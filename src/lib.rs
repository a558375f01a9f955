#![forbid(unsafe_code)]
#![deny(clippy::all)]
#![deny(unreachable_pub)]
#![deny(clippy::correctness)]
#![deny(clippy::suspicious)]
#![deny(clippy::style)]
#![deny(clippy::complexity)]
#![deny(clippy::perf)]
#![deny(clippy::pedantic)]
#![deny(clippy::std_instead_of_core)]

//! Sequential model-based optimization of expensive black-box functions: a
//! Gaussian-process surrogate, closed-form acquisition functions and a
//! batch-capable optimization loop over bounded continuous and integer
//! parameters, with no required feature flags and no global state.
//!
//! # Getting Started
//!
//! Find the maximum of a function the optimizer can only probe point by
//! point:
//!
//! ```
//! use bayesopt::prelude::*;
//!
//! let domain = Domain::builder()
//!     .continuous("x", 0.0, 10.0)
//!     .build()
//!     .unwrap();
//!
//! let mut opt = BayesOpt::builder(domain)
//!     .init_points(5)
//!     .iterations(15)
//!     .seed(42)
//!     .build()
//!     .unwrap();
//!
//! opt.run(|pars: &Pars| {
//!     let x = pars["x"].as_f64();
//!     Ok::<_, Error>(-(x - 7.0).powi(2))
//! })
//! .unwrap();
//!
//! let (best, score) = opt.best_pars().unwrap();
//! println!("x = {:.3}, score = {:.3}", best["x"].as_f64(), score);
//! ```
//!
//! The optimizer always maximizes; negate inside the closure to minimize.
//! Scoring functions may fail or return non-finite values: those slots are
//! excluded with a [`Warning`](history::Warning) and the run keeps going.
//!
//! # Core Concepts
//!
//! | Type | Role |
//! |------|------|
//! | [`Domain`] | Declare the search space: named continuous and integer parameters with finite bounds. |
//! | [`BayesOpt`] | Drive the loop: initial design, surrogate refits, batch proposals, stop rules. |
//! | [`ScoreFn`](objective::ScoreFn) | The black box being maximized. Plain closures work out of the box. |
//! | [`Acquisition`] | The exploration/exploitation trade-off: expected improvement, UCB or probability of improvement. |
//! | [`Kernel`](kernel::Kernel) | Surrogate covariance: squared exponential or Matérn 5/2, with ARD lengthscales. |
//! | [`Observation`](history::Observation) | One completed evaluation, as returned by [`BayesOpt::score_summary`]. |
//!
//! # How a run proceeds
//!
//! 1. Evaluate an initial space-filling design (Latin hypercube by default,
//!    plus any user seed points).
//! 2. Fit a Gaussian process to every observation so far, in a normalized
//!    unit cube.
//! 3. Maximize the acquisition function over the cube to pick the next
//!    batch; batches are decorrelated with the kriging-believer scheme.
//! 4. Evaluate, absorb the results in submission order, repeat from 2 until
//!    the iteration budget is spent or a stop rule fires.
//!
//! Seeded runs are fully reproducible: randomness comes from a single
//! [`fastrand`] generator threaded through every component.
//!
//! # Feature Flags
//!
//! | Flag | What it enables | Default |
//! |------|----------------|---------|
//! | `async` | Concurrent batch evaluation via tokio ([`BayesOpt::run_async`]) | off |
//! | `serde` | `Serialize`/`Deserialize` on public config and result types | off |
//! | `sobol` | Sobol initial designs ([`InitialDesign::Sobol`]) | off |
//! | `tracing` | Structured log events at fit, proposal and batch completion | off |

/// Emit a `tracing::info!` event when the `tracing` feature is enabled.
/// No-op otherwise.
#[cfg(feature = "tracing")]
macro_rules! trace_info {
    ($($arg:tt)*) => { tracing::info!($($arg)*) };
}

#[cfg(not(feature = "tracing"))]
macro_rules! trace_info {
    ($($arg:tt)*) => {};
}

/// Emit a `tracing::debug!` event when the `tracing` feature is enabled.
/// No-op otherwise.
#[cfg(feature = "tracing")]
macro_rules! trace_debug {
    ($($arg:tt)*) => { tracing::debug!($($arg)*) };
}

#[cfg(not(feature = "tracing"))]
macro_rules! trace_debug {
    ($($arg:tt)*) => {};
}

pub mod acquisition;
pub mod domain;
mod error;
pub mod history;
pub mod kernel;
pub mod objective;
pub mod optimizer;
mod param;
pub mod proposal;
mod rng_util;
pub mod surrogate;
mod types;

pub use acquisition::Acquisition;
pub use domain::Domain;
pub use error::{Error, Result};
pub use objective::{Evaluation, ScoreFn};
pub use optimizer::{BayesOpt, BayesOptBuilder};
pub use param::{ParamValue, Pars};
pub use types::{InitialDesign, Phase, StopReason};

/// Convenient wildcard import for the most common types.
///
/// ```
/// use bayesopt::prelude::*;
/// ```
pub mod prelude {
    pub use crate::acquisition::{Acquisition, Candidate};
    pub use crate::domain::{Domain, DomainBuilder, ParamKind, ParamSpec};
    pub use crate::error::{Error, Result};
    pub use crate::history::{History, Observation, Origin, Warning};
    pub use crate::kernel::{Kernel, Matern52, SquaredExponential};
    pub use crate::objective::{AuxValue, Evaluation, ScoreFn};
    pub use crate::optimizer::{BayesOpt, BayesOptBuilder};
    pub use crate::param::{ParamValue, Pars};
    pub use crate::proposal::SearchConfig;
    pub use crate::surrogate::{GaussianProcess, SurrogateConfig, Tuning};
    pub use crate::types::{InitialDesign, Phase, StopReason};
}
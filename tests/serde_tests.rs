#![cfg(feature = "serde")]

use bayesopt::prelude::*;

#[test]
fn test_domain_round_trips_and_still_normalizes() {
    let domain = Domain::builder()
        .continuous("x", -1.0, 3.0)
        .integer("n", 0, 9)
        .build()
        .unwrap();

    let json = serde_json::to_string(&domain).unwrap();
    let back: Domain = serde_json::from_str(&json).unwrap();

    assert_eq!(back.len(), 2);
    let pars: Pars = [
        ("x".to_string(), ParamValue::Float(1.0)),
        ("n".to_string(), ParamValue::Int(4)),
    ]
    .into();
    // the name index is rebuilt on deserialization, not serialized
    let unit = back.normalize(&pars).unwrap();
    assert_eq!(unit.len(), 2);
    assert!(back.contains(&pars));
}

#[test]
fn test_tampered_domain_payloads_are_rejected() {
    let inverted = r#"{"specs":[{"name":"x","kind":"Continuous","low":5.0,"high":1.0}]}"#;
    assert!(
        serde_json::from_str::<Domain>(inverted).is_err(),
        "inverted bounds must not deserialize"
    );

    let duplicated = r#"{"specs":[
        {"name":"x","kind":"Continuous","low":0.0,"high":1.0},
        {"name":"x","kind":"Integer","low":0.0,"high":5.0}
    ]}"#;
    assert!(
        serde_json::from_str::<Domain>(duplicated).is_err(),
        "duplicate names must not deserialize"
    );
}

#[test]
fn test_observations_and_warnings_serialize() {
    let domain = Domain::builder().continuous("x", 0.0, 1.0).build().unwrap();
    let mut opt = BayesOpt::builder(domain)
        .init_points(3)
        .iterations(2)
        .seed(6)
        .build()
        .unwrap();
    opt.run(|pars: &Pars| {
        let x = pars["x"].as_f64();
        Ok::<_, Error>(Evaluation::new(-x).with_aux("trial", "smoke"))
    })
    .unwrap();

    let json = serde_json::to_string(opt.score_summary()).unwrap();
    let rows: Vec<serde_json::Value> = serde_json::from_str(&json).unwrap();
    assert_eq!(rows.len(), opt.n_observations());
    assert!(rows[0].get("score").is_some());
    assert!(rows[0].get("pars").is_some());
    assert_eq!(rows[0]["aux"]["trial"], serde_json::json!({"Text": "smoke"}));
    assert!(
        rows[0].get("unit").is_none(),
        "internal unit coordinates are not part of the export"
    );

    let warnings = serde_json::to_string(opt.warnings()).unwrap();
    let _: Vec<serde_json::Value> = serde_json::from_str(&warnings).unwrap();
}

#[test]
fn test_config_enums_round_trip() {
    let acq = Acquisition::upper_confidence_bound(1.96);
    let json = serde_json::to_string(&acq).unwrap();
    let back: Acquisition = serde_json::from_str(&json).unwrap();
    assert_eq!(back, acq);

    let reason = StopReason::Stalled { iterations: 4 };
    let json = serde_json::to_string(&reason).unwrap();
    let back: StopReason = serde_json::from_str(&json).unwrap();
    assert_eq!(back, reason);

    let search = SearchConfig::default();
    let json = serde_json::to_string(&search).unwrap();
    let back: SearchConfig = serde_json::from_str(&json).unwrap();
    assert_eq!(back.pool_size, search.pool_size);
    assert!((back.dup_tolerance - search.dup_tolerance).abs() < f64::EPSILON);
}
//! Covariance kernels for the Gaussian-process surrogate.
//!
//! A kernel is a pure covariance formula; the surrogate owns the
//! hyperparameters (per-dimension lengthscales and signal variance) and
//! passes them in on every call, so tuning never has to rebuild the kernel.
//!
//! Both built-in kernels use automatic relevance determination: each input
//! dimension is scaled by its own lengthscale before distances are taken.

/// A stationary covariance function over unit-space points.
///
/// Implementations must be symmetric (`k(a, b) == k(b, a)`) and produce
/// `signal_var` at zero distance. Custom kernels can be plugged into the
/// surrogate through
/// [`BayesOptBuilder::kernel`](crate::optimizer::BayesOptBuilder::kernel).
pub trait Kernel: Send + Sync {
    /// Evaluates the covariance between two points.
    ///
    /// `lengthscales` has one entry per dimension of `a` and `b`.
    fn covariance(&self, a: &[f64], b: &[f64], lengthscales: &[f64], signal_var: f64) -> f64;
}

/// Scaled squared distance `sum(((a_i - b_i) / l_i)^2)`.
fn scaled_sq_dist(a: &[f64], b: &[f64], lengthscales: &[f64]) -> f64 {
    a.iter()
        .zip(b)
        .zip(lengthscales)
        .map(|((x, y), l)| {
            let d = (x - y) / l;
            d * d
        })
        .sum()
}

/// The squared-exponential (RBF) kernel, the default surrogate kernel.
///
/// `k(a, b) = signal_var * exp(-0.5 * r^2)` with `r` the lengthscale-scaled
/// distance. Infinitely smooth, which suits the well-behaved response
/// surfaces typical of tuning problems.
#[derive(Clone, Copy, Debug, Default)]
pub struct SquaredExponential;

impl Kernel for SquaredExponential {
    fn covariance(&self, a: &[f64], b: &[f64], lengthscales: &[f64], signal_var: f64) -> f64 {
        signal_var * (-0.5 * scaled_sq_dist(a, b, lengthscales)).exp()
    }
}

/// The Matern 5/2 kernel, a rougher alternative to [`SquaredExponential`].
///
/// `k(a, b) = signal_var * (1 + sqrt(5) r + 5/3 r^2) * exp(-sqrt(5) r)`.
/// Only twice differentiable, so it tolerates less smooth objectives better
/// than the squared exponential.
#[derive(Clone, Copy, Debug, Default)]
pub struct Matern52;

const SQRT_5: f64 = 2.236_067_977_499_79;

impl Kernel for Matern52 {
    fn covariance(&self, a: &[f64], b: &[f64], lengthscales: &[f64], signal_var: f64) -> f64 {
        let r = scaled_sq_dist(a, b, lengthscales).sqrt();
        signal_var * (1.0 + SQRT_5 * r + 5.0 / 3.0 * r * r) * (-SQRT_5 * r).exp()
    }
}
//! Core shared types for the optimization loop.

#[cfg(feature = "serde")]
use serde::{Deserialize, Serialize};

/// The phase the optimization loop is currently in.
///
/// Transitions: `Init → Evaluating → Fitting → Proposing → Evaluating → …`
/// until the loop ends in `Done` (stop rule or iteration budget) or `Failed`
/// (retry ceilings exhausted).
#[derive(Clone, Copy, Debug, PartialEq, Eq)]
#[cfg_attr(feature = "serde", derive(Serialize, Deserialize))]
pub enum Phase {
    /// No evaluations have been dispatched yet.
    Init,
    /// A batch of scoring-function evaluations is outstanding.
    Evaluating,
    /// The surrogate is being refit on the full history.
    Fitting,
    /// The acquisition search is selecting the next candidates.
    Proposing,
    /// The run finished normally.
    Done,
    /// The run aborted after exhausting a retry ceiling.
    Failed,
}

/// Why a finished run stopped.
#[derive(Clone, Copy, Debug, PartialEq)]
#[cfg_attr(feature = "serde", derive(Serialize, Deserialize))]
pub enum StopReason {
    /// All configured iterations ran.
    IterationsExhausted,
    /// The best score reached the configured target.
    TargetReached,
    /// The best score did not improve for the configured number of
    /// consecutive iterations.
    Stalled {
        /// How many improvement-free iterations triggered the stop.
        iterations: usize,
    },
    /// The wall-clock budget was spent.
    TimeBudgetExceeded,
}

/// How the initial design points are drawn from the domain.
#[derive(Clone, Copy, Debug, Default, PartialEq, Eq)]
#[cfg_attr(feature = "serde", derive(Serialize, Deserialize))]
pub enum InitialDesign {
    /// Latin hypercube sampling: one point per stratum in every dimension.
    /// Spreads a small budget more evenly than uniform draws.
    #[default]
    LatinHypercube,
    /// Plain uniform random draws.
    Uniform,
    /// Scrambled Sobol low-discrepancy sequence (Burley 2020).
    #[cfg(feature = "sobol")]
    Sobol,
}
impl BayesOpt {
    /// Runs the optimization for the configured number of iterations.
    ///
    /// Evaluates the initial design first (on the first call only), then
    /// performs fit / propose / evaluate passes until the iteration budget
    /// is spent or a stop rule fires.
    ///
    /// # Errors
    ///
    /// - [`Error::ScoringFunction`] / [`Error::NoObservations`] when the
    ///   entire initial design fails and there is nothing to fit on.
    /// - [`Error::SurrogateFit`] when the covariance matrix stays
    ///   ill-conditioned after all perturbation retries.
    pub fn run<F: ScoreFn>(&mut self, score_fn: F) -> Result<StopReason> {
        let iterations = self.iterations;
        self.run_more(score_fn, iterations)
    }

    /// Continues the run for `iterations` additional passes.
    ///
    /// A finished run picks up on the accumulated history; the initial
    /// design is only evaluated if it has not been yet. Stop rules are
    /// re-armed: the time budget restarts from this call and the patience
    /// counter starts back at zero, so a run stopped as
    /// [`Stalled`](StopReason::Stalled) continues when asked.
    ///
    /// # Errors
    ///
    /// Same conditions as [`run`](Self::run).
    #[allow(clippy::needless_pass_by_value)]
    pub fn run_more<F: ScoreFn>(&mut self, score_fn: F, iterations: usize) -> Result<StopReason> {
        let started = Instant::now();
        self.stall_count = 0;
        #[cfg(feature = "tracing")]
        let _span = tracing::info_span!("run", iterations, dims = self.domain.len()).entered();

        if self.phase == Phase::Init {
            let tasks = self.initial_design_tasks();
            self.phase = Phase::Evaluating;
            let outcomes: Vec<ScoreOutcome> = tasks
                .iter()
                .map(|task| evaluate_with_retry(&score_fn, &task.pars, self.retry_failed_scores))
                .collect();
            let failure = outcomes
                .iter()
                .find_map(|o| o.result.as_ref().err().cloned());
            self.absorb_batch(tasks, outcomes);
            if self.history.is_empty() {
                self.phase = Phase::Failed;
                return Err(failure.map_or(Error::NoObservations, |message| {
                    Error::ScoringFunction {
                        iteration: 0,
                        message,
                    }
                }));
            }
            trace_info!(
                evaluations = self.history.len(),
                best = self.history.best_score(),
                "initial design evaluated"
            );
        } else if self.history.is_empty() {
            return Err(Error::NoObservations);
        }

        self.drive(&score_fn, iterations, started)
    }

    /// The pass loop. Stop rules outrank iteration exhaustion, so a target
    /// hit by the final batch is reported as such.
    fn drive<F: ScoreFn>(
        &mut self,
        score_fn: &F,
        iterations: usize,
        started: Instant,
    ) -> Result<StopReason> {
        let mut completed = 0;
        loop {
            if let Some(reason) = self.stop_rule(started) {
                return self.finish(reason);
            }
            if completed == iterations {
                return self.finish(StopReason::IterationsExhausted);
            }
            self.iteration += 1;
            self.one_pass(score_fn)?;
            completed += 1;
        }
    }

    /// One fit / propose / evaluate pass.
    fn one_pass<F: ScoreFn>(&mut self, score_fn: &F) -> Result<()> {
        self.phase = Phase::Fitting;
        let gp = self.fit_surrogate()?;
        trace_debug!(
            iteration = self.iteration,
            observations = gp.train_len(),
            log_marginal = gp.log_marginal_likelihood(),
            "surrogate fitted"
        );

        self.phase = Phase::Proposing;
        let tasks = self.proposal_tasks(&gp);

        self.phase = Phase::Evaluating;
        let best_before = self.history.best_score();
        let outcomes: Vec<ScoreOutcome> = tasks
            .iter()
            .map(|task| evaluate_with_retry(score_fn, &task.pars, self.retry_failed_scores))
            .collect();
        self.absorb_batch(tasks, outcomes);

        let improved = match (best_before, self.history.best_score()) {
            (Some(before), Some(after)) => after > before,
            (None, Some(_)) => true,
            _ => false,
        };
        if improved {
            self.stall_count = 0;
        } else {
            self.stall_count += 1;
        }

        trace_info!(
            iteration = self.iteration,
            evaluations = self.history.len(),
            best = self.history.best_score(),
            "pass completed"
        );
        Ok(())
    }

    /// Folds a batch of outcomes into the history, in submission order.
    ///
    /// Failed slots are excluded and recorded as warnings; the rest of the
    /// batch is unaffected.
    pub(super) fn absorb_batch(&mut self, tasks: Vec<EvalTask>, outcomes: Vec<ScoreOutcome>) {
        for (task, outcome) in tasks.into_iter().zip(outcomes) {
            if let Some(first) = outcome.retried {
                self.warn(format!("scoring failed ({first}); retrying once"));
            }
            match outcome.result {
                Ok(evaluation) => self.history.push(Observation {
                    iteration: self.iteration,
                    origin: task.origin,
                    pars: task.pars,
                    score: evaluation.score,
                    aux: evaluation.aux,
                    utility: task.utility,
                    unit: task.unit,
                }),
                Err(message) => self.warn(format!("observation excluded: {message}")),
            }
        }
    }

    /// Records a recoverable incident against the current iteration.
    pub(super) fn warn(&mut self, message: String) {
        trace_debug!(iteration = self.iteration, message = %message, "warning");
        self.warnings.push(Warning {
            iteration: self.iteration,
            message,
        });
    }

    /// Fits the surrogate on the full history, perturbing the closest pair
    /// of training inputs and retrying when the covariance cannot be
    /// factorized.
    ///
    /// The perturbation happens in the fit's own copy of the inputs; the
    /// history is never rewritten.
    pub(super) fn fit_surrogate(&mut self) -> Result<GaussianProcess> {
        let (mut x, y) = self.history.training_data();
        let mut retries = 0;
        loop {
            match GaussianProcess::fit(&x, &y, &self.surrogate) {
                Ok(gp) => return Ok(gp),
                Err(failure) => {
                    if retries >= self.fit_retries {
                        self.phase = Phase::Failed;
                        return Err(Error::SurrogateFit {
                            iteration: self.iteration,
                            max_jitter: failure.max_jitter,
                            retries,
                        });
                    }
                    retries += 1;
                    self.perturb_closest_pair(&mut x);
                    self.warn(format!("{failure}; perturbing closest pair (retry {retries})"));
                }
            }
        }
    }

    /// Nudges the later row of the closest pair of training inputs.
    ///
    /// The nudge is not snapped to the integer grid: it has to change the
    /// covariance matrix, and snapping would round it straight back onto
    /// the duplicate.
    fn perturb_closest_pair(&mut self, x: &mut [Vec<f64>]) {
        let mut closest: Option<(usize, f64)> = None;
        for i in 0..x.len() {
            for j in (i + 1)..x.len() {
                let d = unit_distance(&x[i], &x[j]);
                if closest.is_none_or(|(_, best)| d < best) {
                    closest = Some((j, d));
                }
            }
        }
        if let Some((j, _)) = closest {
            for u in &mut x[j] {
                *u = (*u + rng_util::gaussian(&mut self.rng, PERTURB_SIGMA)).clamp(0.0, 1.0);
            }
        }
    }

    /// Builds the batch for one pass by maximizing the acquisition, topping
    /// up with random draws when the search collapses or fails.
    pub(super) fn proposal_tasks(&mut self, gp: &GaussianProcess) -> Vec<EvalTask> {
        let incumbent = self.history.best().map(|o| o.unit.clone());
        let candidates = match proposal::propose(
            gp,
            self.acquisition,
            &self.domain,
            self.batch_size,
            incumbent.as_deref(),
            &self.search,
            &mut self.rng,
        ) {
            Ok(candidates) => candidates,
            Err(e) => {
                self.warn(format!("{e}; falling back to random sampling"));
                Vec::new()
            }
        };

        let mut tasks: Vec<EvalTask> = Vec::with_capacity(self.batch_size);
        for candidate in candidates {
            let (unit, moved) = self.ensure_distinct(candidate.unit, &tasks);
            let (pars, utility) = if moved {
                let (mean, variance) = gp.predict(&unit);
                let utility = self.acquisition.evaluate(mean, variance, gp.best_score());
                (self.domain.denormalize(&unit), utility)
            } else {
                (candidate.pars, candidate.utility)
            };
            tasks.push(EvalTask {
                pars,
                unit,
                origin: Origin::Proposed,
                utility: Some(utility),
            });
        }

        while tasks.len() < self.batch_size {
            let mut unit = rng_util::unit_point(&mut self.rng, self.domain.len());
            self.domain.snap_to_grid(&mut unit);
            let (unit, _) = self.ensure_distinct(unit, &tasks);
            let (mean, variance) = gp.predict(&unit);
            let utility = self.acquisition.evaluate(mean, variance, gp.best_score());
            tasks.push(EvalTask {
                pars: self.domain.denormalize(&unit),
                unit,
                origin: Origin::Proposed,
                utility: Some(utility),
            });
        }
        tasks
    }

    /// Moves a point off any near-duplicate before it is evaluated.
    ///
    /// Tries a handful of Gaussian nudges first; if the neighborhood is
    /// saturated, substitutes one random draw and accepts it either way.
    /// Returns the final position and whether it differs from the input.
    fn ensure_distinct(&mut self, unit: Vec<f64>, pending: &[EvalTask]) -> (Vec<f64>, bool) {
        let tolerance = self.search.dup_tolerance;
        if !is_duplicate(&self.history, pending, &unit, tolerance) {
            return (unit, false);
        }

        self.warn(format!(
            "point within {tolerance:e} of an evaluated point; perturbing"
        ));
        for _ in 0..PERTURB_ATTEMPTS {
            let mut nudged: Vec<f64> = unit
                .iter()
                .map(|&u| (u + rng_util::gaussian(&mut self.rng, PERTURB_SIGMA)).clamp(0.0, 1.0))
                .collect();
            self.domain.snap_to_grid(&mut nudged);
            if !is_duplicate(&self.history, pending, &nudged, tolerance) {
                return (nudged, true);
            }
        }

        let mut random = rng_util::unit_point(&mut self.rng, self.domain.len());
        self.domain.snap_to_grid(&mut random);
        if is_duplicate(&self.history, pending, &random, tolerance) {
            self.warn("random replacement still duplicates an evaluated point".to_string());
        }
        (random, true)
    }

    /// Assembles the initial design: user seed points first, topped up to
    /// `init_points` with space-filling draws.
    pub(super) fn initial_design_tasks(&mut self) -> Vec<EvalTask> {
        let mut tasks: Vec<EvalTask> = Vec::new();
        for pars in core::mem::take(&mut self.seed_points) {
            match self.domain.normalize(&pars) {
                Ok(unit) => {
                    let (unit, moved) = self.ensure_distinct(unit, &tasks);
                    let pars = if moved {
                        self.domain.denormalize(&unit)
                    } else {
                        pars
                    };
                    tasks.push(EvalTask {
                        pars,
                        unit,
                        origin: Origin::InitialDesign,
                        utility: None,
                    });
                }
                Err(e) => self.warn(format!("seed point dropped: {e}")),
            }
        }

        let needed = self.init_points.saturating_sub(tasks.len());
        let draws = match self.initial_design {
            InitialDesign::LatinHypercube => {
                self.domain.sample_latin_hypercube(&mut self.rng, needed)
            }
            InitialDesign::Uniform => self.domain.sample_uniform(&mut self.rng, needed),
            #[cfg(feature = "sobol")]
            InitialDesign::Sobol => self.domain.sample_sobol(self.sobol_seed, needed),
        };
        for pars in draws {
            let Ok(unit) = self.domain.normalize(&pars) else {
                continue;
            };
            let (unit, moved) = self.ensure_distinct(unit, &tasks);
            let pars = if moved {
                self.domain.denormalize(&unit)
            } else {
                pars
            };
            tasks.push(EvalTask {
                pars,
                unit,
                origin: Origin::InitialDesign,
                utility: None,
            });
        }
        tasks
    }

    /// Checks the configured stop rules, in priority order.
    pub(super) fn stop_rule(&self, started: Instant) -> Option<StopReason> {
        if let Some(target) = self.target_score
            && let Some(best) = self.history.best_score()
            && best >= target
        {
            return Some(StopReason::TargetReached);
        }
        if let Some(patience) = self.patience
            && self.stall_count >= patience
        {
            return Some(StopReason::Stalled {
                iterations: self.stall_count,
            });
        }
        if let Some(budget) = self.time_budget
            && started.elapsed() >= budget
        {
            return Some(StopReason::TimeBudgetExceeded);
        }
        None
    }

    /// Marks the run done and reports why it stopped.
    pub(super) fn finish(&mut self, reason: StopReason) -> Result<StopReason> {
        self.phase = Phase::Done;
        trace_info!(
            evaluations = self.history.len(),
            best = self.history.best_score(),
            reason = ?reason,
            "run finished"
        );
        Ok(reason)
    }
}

**Work to be completed**: Tally up the lines above containing "mean"; the number is the full answer.

**Final answer**: 4